• BRIEF: Hunt through the entries for the word "WrongArgumentCount" and copy each line in which it appears.

● ● ● ● ●

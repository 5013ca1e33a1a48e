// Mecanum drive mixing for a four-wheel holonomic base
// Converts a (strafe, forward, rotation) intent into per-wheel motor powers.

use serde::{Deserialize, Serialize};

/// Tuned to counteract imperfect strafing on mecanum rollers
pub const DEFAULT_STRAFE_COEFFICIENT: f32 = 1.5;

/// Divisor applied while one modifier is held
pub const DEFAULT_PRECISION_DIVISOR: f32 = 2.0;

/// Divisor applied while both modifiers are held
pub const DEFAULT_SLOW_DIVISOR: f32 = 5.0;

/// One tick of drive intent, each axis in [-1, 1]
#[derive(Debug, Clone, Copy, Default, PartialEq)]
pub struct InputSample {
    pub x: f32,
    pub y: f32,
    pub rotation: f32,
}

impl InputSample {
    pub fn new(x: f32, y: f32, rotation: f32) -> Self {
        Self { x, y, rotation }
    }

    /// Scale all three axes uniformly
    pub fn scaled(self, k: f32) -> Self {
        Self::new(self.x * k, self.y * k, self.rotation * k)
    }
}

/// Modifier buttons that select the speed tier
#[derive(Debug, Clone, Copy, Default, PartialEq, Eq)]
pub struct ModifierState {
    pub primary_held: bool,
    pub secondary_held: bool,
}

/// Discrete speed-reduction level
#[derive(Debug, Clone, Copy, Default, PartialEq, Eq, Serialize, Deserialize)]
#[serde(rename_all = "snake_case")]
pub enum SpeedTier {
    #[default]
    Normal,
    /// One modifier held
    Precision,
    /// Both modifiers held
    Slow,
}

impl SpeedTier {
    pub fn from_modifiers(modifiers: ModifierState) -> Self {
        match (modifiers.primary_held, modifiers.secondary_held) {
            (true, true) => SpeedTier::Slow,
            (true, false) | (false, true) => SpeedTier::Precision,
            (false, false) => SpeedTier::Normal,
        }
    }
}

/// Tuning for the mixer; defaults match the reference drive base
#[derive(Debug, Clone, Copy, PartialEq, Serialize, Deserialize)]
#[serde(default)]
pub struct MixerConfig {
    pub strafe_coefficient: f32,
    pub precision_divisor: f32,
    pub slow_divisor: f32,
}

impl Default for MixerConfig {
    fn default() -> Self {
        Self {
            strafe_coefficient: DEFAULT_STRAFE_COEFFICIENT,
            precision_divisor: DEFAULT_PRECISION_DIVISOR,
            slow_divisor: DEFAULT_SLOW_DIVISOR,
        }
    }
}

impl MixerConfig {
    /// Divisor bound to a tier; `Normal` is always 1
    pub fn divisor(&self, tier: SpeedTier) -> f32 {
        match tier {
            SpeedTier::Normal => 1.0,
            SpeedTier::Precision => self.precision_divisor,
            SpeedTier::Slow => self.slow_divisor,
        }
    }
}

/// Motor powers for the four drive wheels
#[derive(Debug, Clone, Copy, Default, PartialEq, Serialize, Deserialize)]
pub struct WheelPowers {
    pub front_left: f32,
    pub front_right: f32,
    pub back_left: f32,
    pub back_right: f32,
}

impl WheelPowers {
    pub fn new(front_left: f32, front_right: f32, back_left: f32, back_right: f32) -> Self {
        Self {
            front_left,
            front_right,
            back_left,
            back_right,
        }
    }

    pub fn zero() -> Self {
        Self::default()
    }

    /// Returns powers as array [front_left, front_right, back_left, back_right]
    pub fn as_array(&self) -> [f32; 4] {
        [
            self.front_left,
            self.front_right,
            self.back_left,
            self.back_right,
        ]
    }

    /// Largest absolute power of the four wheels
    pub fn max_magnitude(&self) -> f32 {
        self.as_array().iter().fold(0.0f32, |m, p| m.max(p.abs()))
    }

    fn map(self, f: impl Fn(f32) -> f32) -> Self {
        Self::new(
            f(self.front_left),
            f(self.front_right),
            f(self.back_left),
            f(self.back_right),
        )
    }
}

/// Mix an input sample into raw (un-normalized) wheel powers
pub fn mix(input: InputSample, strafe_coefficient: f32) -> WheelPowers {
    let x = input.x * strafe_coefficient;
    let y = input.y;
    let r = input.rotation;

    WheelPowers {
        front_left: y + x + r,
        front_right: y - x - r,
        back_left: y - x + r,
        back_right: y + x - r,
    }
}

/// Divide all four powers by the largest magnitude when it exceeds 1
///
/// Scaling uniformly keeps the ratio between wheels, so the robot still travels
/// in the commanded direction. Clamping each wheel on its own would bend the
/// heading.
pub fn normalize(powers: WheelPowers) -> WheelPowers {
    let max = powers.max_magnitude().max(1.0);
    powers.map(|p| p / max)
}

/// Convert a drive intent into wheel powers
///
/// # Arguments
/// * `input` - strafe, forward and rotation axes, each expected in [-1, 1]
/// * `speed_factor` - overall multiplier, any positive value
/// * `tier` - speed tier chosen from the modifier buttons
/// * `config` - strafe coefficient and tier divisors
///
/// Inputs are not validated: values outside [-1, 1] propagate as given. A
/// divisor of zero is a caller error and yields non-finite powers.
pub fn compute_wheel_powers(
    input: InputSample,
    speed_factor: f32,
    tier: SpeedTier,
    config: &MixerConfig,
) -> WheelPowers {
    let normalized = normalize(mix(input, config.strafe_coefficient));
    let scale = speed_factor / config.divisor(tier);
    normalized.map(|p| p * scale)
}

● ● ● ● ●

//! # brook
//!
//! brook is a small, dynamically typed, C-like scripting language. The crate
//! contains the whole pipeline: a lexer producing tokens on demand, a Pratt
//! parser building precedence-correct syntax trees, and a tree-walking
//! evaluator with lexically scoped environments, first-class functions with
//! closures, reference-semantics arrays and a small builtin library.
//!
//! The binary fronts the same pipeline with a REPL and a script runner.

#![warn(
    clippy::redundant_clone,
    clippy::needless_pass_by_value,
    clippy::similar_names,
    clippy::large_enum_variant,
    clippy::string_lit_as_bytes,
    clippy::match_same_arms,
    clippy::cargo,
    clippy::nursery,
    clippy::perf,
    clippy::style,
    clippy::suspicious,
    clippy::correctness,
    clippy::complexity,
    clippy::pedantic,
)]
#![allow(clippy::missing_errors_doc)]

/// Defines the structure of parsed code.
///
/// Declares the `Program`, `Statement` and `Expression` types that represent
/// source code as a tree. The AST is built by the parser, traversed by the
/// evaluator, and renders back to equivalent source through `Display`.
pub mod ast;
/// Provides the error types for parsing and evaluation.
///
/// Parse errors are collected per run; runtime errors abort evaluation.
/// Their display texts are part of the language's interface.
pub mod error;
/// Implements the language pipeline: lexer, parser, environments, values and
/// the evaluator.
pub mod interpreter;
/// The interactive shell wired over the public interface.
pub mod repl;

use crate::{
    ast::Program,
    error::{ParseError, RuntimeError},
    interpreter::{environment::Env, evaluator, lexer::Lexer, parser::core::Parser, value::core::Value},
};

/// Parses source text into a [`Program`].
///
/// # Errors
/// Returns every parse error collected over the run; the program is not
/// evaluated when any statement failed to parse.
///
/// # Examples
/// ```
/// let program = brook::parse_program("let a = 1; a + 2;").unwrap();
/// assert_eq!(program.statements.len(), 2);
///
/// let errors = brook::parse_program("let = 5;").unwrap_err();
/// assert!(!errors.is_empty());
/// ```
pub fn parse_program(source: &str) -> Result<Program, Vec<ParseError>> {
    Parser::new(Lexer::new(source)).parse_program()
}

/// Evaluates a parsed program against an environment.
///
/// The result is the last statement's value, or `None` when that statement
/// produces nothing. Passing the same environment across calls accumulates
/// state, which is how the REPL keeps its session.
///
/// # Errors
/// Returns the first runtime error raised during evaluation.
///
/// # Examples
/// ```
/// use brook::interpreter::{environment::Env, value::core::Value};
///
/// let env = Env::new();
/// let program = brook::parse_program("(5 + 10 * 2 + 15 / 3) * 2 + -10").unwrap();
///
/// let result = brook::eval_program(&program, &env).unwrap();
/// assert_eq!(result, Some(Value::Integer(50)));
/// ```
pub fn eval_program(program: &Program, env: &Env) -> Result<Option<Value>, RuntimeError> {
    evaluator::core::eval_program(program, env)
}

● ● ● ● ●

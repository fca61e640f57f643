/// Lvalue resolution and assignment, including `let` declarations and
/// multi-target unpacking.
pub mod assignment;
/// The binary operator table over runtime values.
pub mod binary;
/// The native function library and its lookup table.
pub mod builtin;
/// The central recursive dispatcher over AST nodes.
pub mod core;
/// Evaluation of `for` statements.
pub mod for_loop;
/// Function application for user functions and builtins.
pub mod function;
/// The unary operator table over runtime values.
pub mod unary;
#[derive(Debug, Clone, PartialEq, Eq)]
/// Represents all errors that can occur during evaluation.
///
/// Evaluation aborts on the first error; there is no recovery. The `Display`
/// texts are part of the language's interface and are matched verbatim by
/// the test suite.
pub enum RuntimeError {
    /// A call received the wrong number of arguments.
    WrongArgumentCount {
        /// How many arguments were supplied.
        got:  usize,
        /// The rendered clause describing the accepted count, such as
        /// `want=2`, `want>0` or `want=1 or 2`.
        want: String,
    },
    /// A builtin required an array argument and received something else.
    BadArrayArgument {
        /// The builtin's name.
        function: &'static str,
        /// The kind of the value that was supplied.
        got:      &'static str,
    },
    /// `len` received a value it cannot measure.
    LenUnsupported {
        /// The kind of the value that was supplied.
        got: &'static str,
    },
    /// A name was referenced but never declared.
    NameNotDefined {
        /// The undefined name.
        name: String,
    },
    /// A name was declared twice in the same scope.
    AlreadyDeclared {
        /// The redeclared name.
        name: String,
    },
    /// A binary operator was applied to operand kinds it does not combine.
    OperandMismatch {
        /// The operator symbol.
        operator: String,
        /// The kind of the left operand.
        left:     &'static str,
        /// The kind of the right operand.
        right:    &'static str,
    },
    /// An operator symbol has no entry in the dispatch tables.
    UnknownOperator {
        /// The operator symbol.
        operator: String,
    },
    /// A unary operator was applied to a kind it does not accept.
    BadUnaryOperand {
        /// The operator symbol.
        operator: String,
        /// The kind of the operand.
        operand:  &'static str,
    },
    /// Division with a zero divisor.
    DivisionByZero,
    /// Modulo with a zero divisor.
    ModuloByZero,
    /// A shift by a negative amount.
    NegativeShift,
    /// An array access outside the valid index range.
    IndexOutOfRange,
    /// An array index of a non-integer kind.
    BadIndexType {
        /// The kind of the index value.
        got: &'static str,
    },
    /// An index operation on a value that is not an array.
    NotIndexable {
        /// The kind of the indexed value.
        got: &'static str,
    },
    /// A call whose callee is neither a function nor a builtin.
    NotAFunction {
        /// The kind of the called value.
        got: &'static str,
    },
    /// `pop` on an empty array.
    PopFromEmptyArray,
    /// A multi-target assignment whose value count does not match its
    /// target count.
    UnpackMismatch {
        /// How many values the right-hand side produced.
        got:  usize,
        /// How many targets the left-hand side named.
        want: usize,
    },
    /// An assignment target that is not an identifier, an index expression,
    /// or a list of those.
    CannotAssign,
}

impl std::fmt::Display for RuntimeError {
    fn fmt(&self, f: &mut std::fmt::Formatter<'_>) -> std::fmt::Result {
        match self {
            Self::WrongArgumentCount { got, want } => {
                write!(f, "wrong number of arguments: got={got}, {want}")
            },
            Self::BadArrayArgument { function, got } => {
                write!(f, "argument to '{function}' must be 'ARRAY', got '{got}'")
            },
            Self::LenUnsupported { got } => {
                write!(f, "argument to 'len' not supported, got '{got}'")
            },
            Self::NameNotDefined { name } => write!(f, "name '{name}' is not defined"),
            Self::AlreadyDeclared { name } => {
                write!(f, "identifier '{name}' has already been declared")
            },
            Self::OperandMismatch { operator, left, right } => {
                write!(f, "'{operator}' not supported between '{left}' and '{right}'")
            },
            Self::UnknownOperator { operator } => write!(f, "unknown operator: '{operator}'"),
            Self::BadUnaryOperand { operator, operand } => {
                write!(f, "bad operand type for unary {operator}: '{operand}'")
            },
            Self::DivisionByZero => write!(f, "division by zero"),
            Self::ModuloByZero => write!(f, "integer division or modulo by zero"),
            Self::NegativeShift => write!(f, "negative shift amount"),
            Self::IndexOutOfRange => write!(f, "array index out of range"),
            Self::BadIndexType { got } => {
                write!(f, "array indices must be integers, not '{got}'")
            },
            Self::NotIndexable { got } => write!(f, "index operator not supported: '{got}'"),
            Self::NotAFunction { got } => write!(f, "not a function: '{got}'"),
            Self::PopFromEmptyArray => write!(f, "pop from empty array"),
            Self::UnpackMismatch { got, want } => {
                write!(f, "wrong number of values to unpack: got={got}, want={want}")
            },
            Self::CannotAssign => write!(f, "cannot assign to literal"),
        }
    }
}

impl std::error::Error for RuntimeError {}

● ● ● ● ●

• WRITTEN ANSWER:
    WrongArgumentCount {
            Self::WrongArgumentCount { got, want } => {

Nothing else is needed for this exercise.